The newly found system of exoplanets, called like that as they are outside our solar system, was named TRAPPIST-1. Scientists chose the name in honor of the the Transiting Planets and Planetesimals Small Telescope (TRAPPIST) in Chile, which was the first to discover three of the planets in the system in May 2016. Now, in addition to confirming two of the planets, NASA’s Spitzer Space Telescope found five more in the same system.
“This discovery could be a significant piece in the puzzle of finding habitable environments, places that are conducive to life,” Thomas Zurbuchen, Associate Administrator of the NASA Science Mission Directorate
According to NASA, three of the newly discovered planets are in the habitable zone of the system. However, even if those three are most likely to have liquid water, all seven planets in TRAPPIST-1 could possibly possess the main condition for “as we know it.”

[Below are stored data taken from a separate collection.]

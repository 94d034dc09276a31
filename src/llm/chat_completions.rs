//! OpenAI Chat Completions API driver.
//!
//! This module implements the [`LlmDriver`] trait for the OpenAI Chat Completions
//! API (`/v1/chat/completions`) and compatible providers.

use super::{CompletionRequest, LlmDriver, LlmSettings};

/// Driver for the OpenAI Chat Completions API.
#[derive(Clone)]
pub struct ChatCompletionsDriver {
    http: reqwest::Client,
    settings: LlmSettings,
}

impl std::fmt::Debug for ChatCompletionsDriver {
    fn fmt(&self, f: &mut std::fmt::Formatter<'_>) -> std::fmt::Result {
        f.debug_struct("ChatCompletionsDriver")
            .field("base_url", &self.settings.base_url)
            .field("provider", &self.settings.provider)
            .finish_non_exhaustive()
    }
}

impl ChatCompletionsDriver {
    /// Create a new Chat Completions driver with the given settings.
    #[must_use]
    pub fn new(settings: LlmSettings) -> Self {
        Self {
            http: super::http_client(),
            settings,
        }
    }
}

#[async_trait::async_trait]
impl LlmDriver for ChatCompletionsDriver {
    async fn complete(&self, req: CompletionRequest) -> anyhow::Result<String> {
        let url = self
            .settings
            .provider
            .build_chat_url(&self.settings.base_url, &req.model);

        let body = serde_json::json!({
            "model": req.model,
            "messages": req.messages,
        });

        let mut rb = self.http.post(&url).json(&body);
        if let Some(k) = &self.settings.api_key {
            rb = rb.bearer_auth(k);
        }

        let resp = rb.send().await?.error_for_status()?;
        let v: serde_json::Value = resp.json().await?;
        Ok(message_content(&v))
    }
}

/// Reply text of the first choice, empty when the model returned none.
pub(crate) fn message_content(v: &serde_json::Value) -> String {
    v["choices"][0]["message"]["content"]
        .as_str()
        .unwrap_or_default()
        .to_string()
}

The seven planets are based around a star significantly smaller and much colder than our Sun. As a result, even the planet closes to the star is likely to have liquid water. The distance between the planets, as well as their remoteness from the star is smaller than is the case in the solar system.
“The seven wonders of TRAPPIST-1 are the first Earth-size planets that have been found orbiting this kind of star,” stated Michael Gillon, the principal investigator of the TRAPPIST exoplanet survey at the University of Liege, Belgium. He added that the TRAPPIST-1 system is “the best target yet for studying the atmospheres of potentially habitable, Earth-size worlds.”
Currently, researchers concluded the planets are likely to be rocky based on the density they calculated. Scientists will conduct further research in hope to find out whether any of the planets is rich in water.
“Answering the question ‘are we alone’ is a top science priority and finding so many planets like these for the first time in the habitable zone is a remarkable step forward toward that goal,” Zurbruchen claimed.
The discovery didn’t go unnoticed by Google as it came up with a Doodle on its homepage to celebrate NASA’s latest discovery.